WHAT YOU SHOULD DO
In the entries below, the lines from the one with "-> Result<Self::Framebuffer, BackendError>;" through the one with "them complete, and" are to be copied exactly; both ends count.

SOURCE INFORMATION
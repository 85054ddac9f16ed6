//! The interface between the synchronization core and a native graphics API.
//!
//! The core never talks to a driver directly. Everything it needs (object creation, barrier
//! recording, submission and fence waits) goes through a [`Backend`].

pub mod barrier;
pub mod buffer;
pub mod command_buffer;
pub mod framebuffer;
pub mod image;
pub mod render_pass;
pub mod types;

use std::time::Duration;

use barrier::PipelineBarrier;
use buffer::BufferCreateInfo;
use command_buffer::RenderPassBegin;
use framebuffer::FramebufferState;
use image::{ImageCreateInfo, ImageViewCreateInfo};
use render_pass::RenderPassState;
use serde::{Deserialize, Serialize};
use thiserror::Error;

/// Optional features a backend may support.
#[derive(Debug, Default, Copy, Clone, PartialEq, Eq, Serialize, Deserialize)]
pub struct Capabilities {
    /// Framebuffers can be created without views, which are then supplied when a render pass
    /// begins.
    pub imageless_framebuffer: bool,
    /// Submissions can signal a monotonically increasing timeline value that can be waited on
    /// instead of individual fences.
    pub timeline_semaphore: bool,
}

#[derive(Debug, Error, Clone, PartialEq, Eq)]
pub enum BackendError {
    #[error("out of host memory")]
    OutOfHostMemory,
    #[error("out of device memory")]
    OutOfDeviceMemory,
    #[error("the device has been lost")]
    DeviceLost,
    #[error("an error has occured: {0}")]
    Other(String),
}

/// Result of waiting on a fence or timeline value.
#[derive(Debug, Copy, Clone, PartialEq, Eq, Hash)]
pub enum FenceStatus {
    /// The timeout elapsed before the work completed.
    Pending,
    /// The work is complete.
    Signaled,
    /// The device was lost while waiting.
    DeviceLost,
}

/// Every handle type must be shareable across threads since batches are submitted from a
/// dedicated thread.
///
/// Creation functions are fallible. Destruction functions are only called once the core knows
/// no pending GPU work references the object.
#[allow(clippy::missing_safety_doc)]
pub trait Backend: Sized + Send + Sync + 'static {
    type Buffer: Send + Sync;
    type Image: Send + Sync;
    type ImageView: Send + Sync;
    type RenderPass: Send + Sync;
    type Framebuffer: Send + Sync;
    type CommandBuffer: Send + Sync;
    type Fence: Send + Sync;

    fn capabilities(&self) -> Capabilities;

    unsafe fn create_buffer(
        &self,
        create_info: &BufferCreateInfo,
    ) -> Result<Self::Buffer, BackendError>;
    unsafe fn destroy_buffer(&self, buffer: &mut Self::Buffer);

    unsafe fn create_image(&self, create_info: &ImageCreateInfo)
        -> Result<Self::Image, BackendError>;
    unsafe fn destroy_image(&self, image: &mut Self::Image);

    unsafe fn create_image_view(
        &self,
        image: &Self::Image,
        create_info: &ImageViewCreateInfo,
    ) -> Result<Self::ImageView, BackendError>;
    unsafe fn destroy_image_view(&self, view: &mut Self::ImageView);

    unsafe fn create_render_pass(
        &self,
        state: &RenderPassState,
    ) -> Result<Self::RenderPass, BackendError>;
    unsafe fn destroy_render_pass(&self, pass: &mut Self::RenderPass);

    /// `views` is `None` when creating an imageless framebuffer.
    unsafe fn create_framebuffer(
        &self,
        pass: &Self::RenderPass,
        state: &FramebufferState,
        views: Option<&[&Self::ImageView]>,
    ) -> Result<Self::Framebuffer, BackendError>;
    unsafe fn destroy_framebuffer(&self, framebuffer: &mut Self::Framebuffer);

    unsafe fn create_command_buffer(
        &self,
        debug_name: Option<&str>,
    ) -> Result<Self::CommandBuffer, BackendError>;
    unsafe fn destroy_command_buffer(&self, command_buffer: &mut Self::CommandBuffer);
    unsafe fn begin_command_buffer(
        &self,
        command_buffer: &mut Self::CommandBuffer,
    ) -> Result<(), BackendError>;
    unsafe fn end_command_buffer(
        &self,
        command_buffer: &mut Self::CommandBuffer,
    ) -> Result<(), BackendError>;
    unsafe fn reset_command_buffer(
        &self,
        command_buffer: &mut Self::CommandBuffer,
    ) -> Result<(), BackendError>;

    unsafe fn create_fence(&self) -> Result<Self::Fence, BackendError>;
    unsafe fn destroy_fence(&self, fence: &mut Self::Fence);
    unsafe fn reset_fence(&self, fence: &mut Self::Fence) -> Result<(), BackendError>;
    /// Waits for the fence. A `timeout` of `None` waits forever and a zero timeout polls.
    unsafe fn wait_fence(&self, fence: &Self::Fence, timeout: Option<Duration>) -> FenceStatus;

    /// Only called when [`Capabilities::timeline_semaphore`] is supported.
    unsafe fn timeline_value(&self) -> Result<u64, BackendError>;
    /// Only called when [`Capabilities::timeline_semaphore`] is supported.
    unsafe fn wait_timeline(&self, value: u64, timeout: Option<Duration>) -> FenceStatus;

    /// Submits command buffers in order. The fence is signaled once all of them complete, and
    /// if `signal` is provided the timeline is advanced to that value.
    unsafe fn submit(
        &self,
        command_buffers: &[&Self::CommandBuffer],
        fence: &Self::Fence,
        signal: Option<u64>,
    ) -> Result<(), BackendError>;

    unsafe fn cmd_pipeline_barrier(
        &self,
        command_buffer: &mut Self::CommandBuffer,
        barrier: PipelineBarrier<'_, Self>,
    );
    unsafe fn cmd_begin_render_pass(
        &self,
        command_buffer: &mut Self::CommandBuffer,
        begin: RenderPassBegin<'_, Self>,
    );
    unsafe fn cmd_end_render_pass(&self, command_buffer: &mut Self::CommandBuffer);
}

SOLUTION BELOW
    ) -> Result<Self::Framebuffer, BackendError>;
    unsafe fn destroy_framebuffer(&self, framebuffer: &mut Self::Framebuffer);

    unsafe fn create_command_buffer(
        &self,
        debug_name: Option<&str>,
    ) -> Result<Self::CommandBuffer, BackendError>;
    unsafe fn destroy_command_buffer(&self, command_buffer: &mut Self::CommandBuffer);
    unsafe fn begin_command_buffer(
        &self,
        command_buffer: &mut Self::CommandBuffer,
    ) -> Result<(), BackendError>;
    unsafe fn end_command_buffer(
        &self,
        command_buffer: &mut Self::CommandBuffer,
    ) -> Result<(), BackendError>;
    unsafe fn reset_command_buffer(
        &self,
        command_buffer: &mut Self::CommandBuffer,
    ) -> Result<(), BackendError>;

    unsafe fn create_fence(&self) -> Result<Self::Fence, BackendError>;
    unsafe fn destroy_fence(&self, fence: &mut Self::Fence);
    unsafe fn reset_fence(&self, fence: &mut Self::Fence) -> Result<(), BackendError>;
    /// Waits for the fence. A `timeout` of `None` waits forever and a zero timeout polls.
    unsafe fn wait_fence(&self, fence: &Self::Fence, timeout: Option<Duration>) -> FenceStatus;

    /// Only called when [`Capabilities::timeline_semaphore`] is supported.
    unsafe fn timeline_value(&self) -> Result<u64, BackendError>;
    /// Only called when [`Capabilities::timeline_semaphore`] is supported.
    unsafe fn wait_timeline(&self, value: u64, timeout: Option<Duration>) -> FenceStatus;

    /// Submits command buffers in order. The fence is signaled once all of them complete, and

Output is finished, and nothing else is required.